[[ Raw data, beginning ]]
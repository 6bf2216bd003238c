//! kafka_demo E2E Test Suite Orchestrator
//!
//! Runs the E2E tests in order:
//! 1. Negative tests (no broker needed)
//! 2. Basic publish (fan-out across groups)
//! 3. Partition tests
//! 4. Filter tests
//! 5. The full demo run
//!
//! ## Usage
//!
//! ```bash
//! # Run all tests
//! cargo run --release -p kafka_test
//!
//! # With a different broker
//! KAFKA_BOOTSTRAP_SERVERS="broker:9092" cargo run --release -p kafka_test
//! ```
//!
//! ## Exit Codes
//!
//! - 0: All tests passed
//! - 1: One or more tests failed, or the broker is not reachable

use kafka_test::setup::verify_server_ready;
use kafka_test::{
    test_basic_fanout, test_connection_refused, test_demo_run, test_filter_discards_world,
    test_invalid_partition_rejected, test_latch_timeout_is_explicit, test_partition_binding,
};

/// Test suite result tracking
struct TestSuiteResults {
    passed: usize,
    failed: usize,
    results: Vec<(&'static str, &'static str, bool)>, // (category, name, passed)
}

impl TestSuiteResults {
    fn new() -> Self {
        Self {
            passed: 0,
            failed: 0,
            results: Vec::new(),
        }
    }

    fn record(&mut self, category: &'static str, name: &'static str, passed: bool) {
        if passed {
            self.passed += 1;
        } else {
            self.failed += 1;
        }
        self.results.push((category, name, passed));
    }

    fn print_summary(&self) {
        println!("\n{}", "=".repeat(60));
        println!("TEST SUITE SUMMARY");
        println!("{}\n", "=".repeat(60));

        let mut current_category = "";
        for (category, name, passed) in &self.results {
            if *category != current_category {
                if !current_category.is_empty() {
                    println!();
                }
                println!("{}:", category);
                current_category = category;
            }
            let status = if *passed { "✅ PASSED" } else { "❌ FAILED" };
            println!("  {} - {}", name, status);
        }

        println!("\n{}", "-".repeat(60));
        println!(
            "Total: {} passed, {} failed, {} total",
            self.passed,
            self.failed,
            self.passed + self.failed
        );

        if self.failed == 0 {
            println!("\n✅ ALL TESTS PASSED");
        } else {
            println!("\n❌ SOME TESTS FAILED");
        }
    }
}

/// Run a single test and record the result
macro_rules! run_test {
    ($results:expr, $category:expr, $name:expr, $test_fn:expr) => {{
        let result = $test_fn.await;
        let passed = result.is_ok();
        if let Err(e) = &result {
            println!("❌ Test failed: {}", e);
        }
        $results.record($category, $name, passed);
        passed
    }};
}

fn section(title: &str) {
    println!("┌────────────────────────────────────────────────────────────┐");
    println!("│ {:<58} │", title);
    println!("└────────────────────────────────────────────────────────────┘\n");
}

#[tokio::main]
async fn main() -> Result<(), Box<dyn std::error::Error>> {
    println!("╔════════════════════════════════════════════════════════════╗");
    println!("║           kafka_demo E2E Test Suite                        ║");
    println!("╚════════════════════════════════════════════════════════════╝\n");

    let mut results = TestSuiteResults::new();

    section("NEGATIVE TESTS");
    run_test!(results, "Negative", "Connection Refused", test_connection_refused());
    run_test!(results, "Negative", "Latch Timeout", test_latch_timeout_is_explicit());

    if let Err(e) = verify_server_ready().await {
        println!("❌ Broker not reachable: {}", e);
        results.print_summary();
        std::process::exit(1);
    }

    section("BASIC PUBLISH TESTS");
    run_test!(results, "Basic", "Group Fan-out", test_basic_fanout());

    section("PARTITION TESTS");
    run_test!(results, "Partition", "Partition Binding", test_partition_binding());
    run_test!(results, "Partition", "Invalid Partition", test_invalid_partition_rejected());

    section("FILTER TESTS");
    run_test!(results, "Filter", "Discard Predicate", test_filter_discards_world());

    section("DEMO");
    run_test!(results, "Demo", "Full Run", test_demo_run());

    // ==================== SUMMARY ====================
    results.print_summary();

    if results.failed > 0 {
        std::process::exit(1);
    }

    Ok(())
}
[[ Raw data, end ]]
• What the task asks:
Among the lines of the data, which ones contain the word "release"? Show them.

• Reply:
//! cargo run --release -p kafka_test
//! KAFKA_BOOTSTRAP_SERVERS="broker:9092" cargo run --release -p kafka_test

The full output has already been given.